Ces huit heures incluent des réunions qui (page 27) « n’aboutissent jamais…(mais) donnent l’impression que l’on travaille, et dans un monde professionnel fondé sur l’illusion, c’est largement suffisant ».
A défaut de travailler, on peut profiter du système comme ce directeur général des services qui ne passe à la cantine que s’ »il n’a pas réussi à se faire régaler dans les plus grands restaurants des environs aux frais de la collectivité ». Ou comme le service de l’auteur qui organise un séminaire au Mont saint Michel, séminaire prévu pour le mois de juin mais qui se déroule en décembre, l’efficacité organisationnelle du service et la lenteur des marchés publics étant passés par là.
Mais il y a beaucoup plus fort : cet élu, surnommé « mains baladeuses » qui a fait passer au noir à travers de faux frais de mission, 7500 euros versés à un intermédiaire, à l’occasion d’un voyage pour lequel il y avait déjà 6 nuits dans un hôtel à 450 euros la nuit, la location d’une limousine pour 600 euros, 650 euros au bar de l’hôtel. Les 7500 euros versés à l’intermédiaire ont servi à payer 3 fois « de la compagnie galante ».

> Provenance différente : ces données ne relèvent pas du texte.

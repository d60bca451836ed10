use std::path::PathBuf;

use anyhow::{Context, Result};
use clap::{Parser, Subcommand};
use tracing_subscriber::EnvFilter;

use bcqm_soft_rudder::{fit_beta_from_csv, run_scan, write_scan_outputs, RunConfig};

#[derive(Debug, Parser)]
#[command(author, version, about = "BCQM IV_c soft-rudder single-thread W_coh scan")]
struct Cli {
    #[command(subcommand)]
    command: Command,
}

#[derive(Debug, Subcommand)]
enum Command {
    /// Run a W_coh scan from a YAML config
    Run {
        /// Path to YAML config file
        config: PathBuf,

        /// Override simulation.seed
        #[arg(long)]
        seed: Option<u64>,

        /// Override simulation.n_ensembles
        #[arg(long)]
        n_ensembles: Option<usize>,

        /// Override output.base_dir
        #[arg(long)]
        output: Option<PathBuf>,

        /// Evaluate coherence values one at a time
        #[arg(long, default_value_t = false)]
        sequential: bool,
    },
    /// Fit beta in A ~ W^(-beta) from an amplitude_scaling CSV
    FitBeta {
        /// Path to amplitude_scaling_soft_rudder.csv
        csv: PathBuf,
    },
}

fn main() -> Result<()> {
    tracing_subscriber::fmt()
        .with_env_filter(
            EnvFilter::try_from_default_env().unwrap_or_else(|_| EnvFilter::new("info")),
        )
        .init();

    match Cli::parse().command {
        Command::Run {
            config,
            seed,
            n_ensembles,
            output,
            sequential,
        } => {
            let mut cfg = RunConfig::load(&config)
                .with_context(|| format!("failed to load config: {}", config.display()))?;
            if let Some(v) = seed {
                cfg.simulation.seed = v;
            }
            if let Some(v) = n_ensembles {
                cfg.simulation.n_ensembles = v;
            }
            if let Some(v) = output {
                cfg.output.base_dir = v;
            }
            if sequential {
                cfg.simulation.parallel = false;
            }

            let result = run_scan(&cfg).context("W_coh scan failed")?;
            let outputs = write_scan_outputs(&cfg, &result, &cfg.output.base_dir).with_context(
                || format!("failed to write outputs to {}", cfg.output.base_dir.display()),
            )?;

            println!("Output directory: {}", outputs.output_dir.display());
            println!("Amplitude table: {}", outputs.amplitude_csv.display());
            println!("Manifest: {}", outputs.manifest_path.display());
        }
        Command::FitBeta { csv } => {
            let fit = fit_beta_from_csv(&csv)
                .with_context(|| format!("failed to fit beta from {}", csv.display()))?;
            println!("Fitted beta (A ~ W^(-beta)): beta = {:.6}", fit.beta);
        }
    }

    Ok(())
}
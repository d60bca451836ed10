//! Power-law fit `A ~ C * W^(-beta)` on the amplitude table.

use std::path::Path;

use serde::Serialize;

use crate::output::read_amplitude_table;
use crate::SoftRudderError;

#[derive(Debug, Clone, Copy, PartialEq, Serialize)]
pub struct BetaFit {
    pub beta: f64,
    /// Intercept of `ln A` against `ln W`, i.e. `ln C`.
    pub intercept: f64,
    pub n_points: usize,
}

/// Least-squares line through `(ln W, ln A)` for the points with `A > 0`.
pub fn fit_beta(wcoh: &[f64], amplitude: &[f64]) -> Result<BetaFit, SoftRudderError> {
    if wcoh.len() != amplitude.len() {
        return Err(SoftRudderError::LengthMismatch {
            context: "beta fit",
            expected: wcoh.len(),
            got: amplitude.len(),
        });
    }

    let (log_w, log_a): (Vec<f64>, Vec<f64>) = wcoh
        .iter()
        .zip(amplitude)
        .filter(|(_, a)| **a > 0.0)
        .map(|(&w, &a)| (w.ln(), a.ln()))
        .unzip();

    let n = log_w.len();
    if n < 2 {
        return Err(SoftRudderError::InsufficientFitPoints { got: n });
    }

    let mean_w = log_w.iter().sum::<f64>() / n as f64;
    let mean_a = log_a.iter().sum::<f64>() / n as f64;
    let (sxy, sxx) = log_w
        .iter()
        .zip(&log_a)
        .fold((0.0, 0.0), |(sxy, sxx), (x, y)| {
            let dx = x - mean_w;
            (sxy + dx * (y - mean_a), sxx + dx * dx)
        });

    let slope = sxy / sxx;
    Ok(BetaFit {
        beta: -slope,
        intercept: mean_a - slope * mean_w,
        n_points: n,
    })
}

pub fn fit_beta_from_csv(path: &Path) -> Result<BetaFit, SoftRudderError> {
    let rows = read_amplitude_table(path)?;
    let wcoh: Vec<f64> = rows.iter().map(|row| row.wcoh).collect();
    let amplitude: Vec<f64> = rows.iter().map(|row| row.amplitude).collect();
    fit_beta(&wcoh, &amplitude)
}
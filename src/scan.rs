//! Coherence scans.
//!
//! A master ChaCha8 stream seeded from the configured seed hands out one
//! seed per coherence value, in scan order, before any value is evaluated.
//! Each value then runs its whole ensemble sequentially on its own stream,
//! so sequential and parallel scans produce bit-identical results.

use rand::{Rng, SeedableRng};
use rand_chacha::ChaCha8Rng;
use rayon::prelude::*;
use serde::Serialize;
use tracing::{debug, info, warn};

use crate::config::RunConfig;
use crate::ensemble::run_ensemble;
use crate::law::{PersistenceLaw, FALLBACK_P_STAY};
use crate::spectrum::{PsdEstimator, Spectrum};
use crate::summary::amplitude_and_centroid;
use crate::SoftRudderError;

/// Exclusive upper bound for per-value seeds drawn from the master stream.
pub const VALUE_SEED_BOUND: u64 = (1 << 63) - 1;

#[derive(Debug, Clone, PartialEq, Serialize)]
pub struct CoherencePoint {
    pub wcoh: f64,
    pub p_stay: f64,
    pub seed: u64,
    pub amplitude: f64,
    pub omega_c: f64,
    /// Ensemble-averaged acceleration spectrum.
    #[serde(skip)]
    pub spectrum: Spectrum,
}

#[derive(Debug, Clone, PartialEq, Serialize)]
pub struct ScanResult {
    pub label: String,
    pub law: PersistenceLaw,
    pub points: Vec<CoherencePoint>,
}

impl ScanResult {
    pub fn wcoh_values(&self) -> Vec<f64> {
        self.points.iter().map(|p| p.wcoh).collect()
    }

    pub fn amplitudes(&self) -> Vec<f64> {
        self.points.iter().map(|p| p.amplitude).collect()
    }

    pub fn omega_c_values(&self) -> Vec<f64> {
        self.points.iter().map(|p| p.omega_c).collect()
    }
}

/// Per-value seeds, drawn from the master stream in scan order.
pub fn draw_value_seeds(master_seed: u64, count: usize) -> Vec<u64> {
    let mut master = ChaCha8Rng::seed_from_u64(master_seed);
    (0..count)
        .map(|_| master.gen_range(0..VALUE_SEED_BOUND))
        .collect()
}

pub fn run_scan(config: &RunConfig) -> Result<ScanResult, SoftRudderError> {
    config.validate()?;

    let sim = &config.simulation;
    let law = config.slip.resolve();
    if !law.is_recognized() {
        warn!(
            law = %config.slip.law,
            p_stay = FALLBACK_P_STAY,
            "unrecognized slip law, using constant stay probability"
        );
    }

    let estimator = PsdEstimator::new(sim.n_steps, sim.dt)?;
    let values = &config.scan.wcoh_values;
    let seeds = draw_value_seeds(sim.seed, values.len());
    let jobs: Vec<(f64, u64)> = values.iter().copied().zip(seeds).collect();

    info!(
        label = %config.scan.label,
        law = law.name(),
        n_steps = sim.n_steps,
        n_ensembles = sim.n_ensembles,
        seed = sim.seed,
        "scanning W_coh values {:?}",
        values
    );

    let evaluate = |&(wcoh, seed): &(f64, u64)| {
        evaluate_value(&estimator, &law, wcoh, seed, sim.n_ensembles)
    };

    let points = if sim.parallel {
        jobs.par_iter().map(evaluate).collect::<Result<Vec<_>, _>>()?
    } else {
        jobs.iter().map(evaluate).collect::<Result<Vec<_>, _>>()?
    };

    Ok(ScanResult {
        label: config.scan.label.clone(),
        law,
        points,
    })
}

fn evaluate_value(
    estimator: &PsdEstimator,
    law: &PersistenceLaw,
    wcoh: f64,
    seed: u64,
    n_ensembles: usize,
) -> Result<CoherencePoint, SoftRudderError> {
    let p_stay = law.p_stay(wcoh);
    debug!(wcoh, p_stay, seed, n_ensembles, "running ensemble");

    let mut rng = ChaCha8Rng::seed_from_u64(seed);
    let spectrum = run_ensemble(estimator, p_stay, n_ensembles, &mut rng)?;
    let summary = amplitude_and_centroid(&spectrum.omega, &spectrum.s)?;

    info!(
        wcoh,
        p_stay,
        amplitude = summary.amplitude,
        omega_c = summary.omega_c,
        "W_coh = {wcoh}: A = {:.7}, omega_c = {:.6}",
        summary.amplitude,
        summary.omega_c
    );

    Ok(CoherencePoint {
        wcoh,
        p_stay,
        seed,
        amplitude: summary.amplitude,
        omega_c: summary.omega_c,
        spectrum,
    })
}

#[cfg(test)]
mod tests {
    use super::{draw_value_seeds, run_scan, VALUE_SEED_BOUND};
    use crate::config::RunConfig;
    use crate::law::FALLBACK_P_STAY;
    use crate::SoftRudderError;

    fn small_config(values: Vec<f64>) -> RunConfig {
        let mut config = RunConfig::default();
        config.simulation.n_steps = 256;
        config.simulation.n_ensembles = 4;
        config.simulation.seed = 7;
        config.scan.wcoh_values = values;
        config
    }

    #[test]
    fn value_seeds_are_a_prefix_stable_sequence() {
        let short = draw_value_seeds(7, 2);
        let long = draw_value_seeds(7, 5);
        assert_eq!(short[..], long[..2]);
        assert!(long.iter().all(|&s| s < VALUE_SEED_BOUND));
        assert_ne!(long[0], long[1]);
    }

    #[test]
    fn parallel_and_sequential_scans_agree_bitwise() {
        let mut config = small_config(vec![5.0, 10.0, 40.0, 80.0]);
        config.simulation.parallel = true;
        let parallel = run_scan(&config).unwrap();
        config.simulation.parallel = false;
        let sequential = run_scan(&config).unwrap();
        assert_eq!(parallel, sequential);
    }

    #[test]
    fn value_result_does_not_depend_on_later_values() {
        let both = run_scan(&small_config(vec![5.0, 40.0])).unwrap();
        let first_only = run_scan(&small_config(vec![5.0])).unwrap();
        assert_eq!(both.points[0], first_only.points[0]);
    }

    #[test]
    fn spectrum_grid_matches_series_length() {
        let result = run_scan(&small_config(vec![20.0])).unwrap();
        let point = &result.points[0];
        assert_eq!(point.spectrum.omega.len(), 129);
        assert_eq!(point.spectrum.s.len(), 129);
        assert!(point.amplitude >= 0.0);
        assert!(point.omega_c >= 0.0);
    }

    #[test]
    fn unknown_law_scans_with_fallback_probability() {
        let mut config = small_config(vec![1.0, 100.0]);
        config.slip.law = "unknown_law".to_string();
        let result = run_scan(&config).unwrap();
        assert!(result.points.iter().all(|p| p.p_stay == FALLBACK_P_STAY));
    }

    #[test]
    fn invalid_configuration_aborts_the_scan() {
        let mut config = small_config(vec![5.0]);
        config.simulation.n_steps = 3;
        assert!(matches!(
            run_scan(&config),
            Err(SoftRudderError::InvalidConfig(_))
        ));
    }
}
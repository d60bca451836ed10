use serde::Serialize;

use crate::SoftRudderError;

/// Amplitude `A = sqrt(int S domega)` and centroid `omega_c = int omega S domega / A^2`.
#[derive(Debug, Clone, Copy, Default, PartialEq, Serialize)]
pub struct SpectrumSummary {
    pub amplitude: f64,
    pub omega_c: f64,
}

/// Trapezoidal rule for samples `y` on the (not necessarily uniform) grid `x`.
pub fn trapezoid(y: &[f64], x: &[f64]) -> f64 {
    x.windows(2)
        .zip(y.windows(2))
        .map(|(xs, ys)| 0.5 * (xs[1] - xs[0]) * (ys[0] + ys[1]))
        .sum()
}

pub fn amplitude_and_centroid(omega: &[f64], s: &[f64]) -> Result<SpectrumSummary, SoftRudderError> {
    if omega.len() != s.len() {
        return Err(SoftRudderError::LengthMismatch {
            context: "spectrum summary",
            expected: omega.len(),
            got: s.len(),
        });
    }

    if omega.len() < 2 {
        return Ok(SpectrumSummary::default());
    }

    let total_power = trapezoid(s, omega);
    let amplitude = total_power.max(0.0).sqrt();

    let omega_c = if total_power > 0.0 {
        let weighted: Vec<f64> = omega.iter().zip(s).map(|(w, s)| w * s).collect();
        trapezoid(&weighted, omega) / total_power
    } else {
        0.0
    };

    Ok(SpectrumSummary { amplitude, omega_c })
}
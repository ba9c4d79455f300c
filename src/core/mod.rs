//! Core business logic for Harbor.
//!
//! # Modules
//!
//! - [`receiving`] - Validation and append into the receiving store
//! - [`processing`] - Processing logs and derived record state
//! - [`etl`] - Transform orchestration into the warehouse
//!
//! # Flow
//!
//! 1. **Receive**: a producer's payload is validated and appended verbatim
//! 2. **Select**: each pass derives every record's state from its log
//! 3. **Claim**: an `attempted` entry is appended if nobody else got there first
//! 4. **Transform**: the type's transform turns the payload into entities
//! 5. **Apply**: the warehouse writer upserts the entity set idempotently
//! 6. **Resolve**: the outcome is appended to the log
//!
//! # Example
//!
//! ```rust
//! use harbor::adapters::database::Storage;
//! use harbor::core::etl::{EtlOrchestrator, EtlSettings, TransformRegistry};
//! use harbor::core::receiving::ReceivingService;
//! use harbor::domain::DocumentType;
//!
//! # async fn example() -> Result<(), Box<dyn std::error::Error>> {
//! let storage = Storage::in_memory();
//! let receiving = ReceivingService::new(storage.receiving.clone());
//! receiving.append(DocumentType::Enrollment, r#"{"participant":"abc"}"#).await?;
//!
//! let etl = EtlOrchestrator::new(&storage, TransformRegistry::with_defaults(), EtlSettings::default())?;
//! let summary = etl.run_pass().await;
//! assert_eq!(summary.totals().succeeded, 1);
//! # Ok(())
//! # }
//! ```

pub mod etl;
pub mod processing;
pub mod receiving;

L’auteur attaque durement les incompétences qu’elle rencontre à tous les niveaux, en particulier les plus élevés. C’est ainsi qu’elle baptise « Simplet » le chef de service dont elle hérite après le départ de celui qui l’a accueilli. Ce simplet était auparavant secrétaire du maire et il nous est présenté comme n’ayant passé aucun concours, comme vivant « dans l’ignorance la plus complète des règles de la comptabilité et des finances publiques ». il est vrai qu’il va faire ensuite très fort comme le montrent deux anecdotes.
La première voit le chef de service appeler sa collaboratrice parce que « des chinois sont arrivés » puis corriger en précisant qu’il s’agit de chiliens (mais cela ne change rien !) alors qu’il s’agit de mexicains « oui, Chili, Mexique, cela se touche. Précisons que le service ne question est le service international….
La deuxième voit le même chef de service demander de refaire entièrement une note pour un élu, « parce que la police utilisée à la mairie est de l’Arial 11 et que la note est écrite en Times Roman 12. Le même chef accorde royalement la semaine pour corriger le tir !
Une autre responsable, dont les compétences se situent au même niveau, a été recrutée comme conseillère technique dans le cabinet du maire parce qu’elle est sa nièce. Elle a également passé cinq ans sur les bancs d’une fac d’histoire de l’art dont elle est ressortie avec un DEUG….
La même fait recruter pour un poste en Chine une jeune femme qui n’a aucune des compétences attendue pour le poste mais qui est la sœur d’une amie….
On pourrait prendre d’autres exemples, tant le livre fourmille d’anecdotes, dont on se demande s’il faut en rire ou en pleurer. La violence du propos montre à quel point l’auteur a été scandalisée de ce qu’elle a vu.
Ce livre est il représentatif de la réalité ? Il est malheureusement probable que la réponse à cette question est oui. Entendons nous, l’auteur ne prétend pas que l’ensemble des agents de la fonction publique territoriale sont des incompétents, des fainéants et des profiteurs. C’est surtout les emplois de cabinet qu’elle attaque. Ces cabinets, dont l’influence est importante mais qui ne sont soumis à aucune contrainte de critères de recrutement.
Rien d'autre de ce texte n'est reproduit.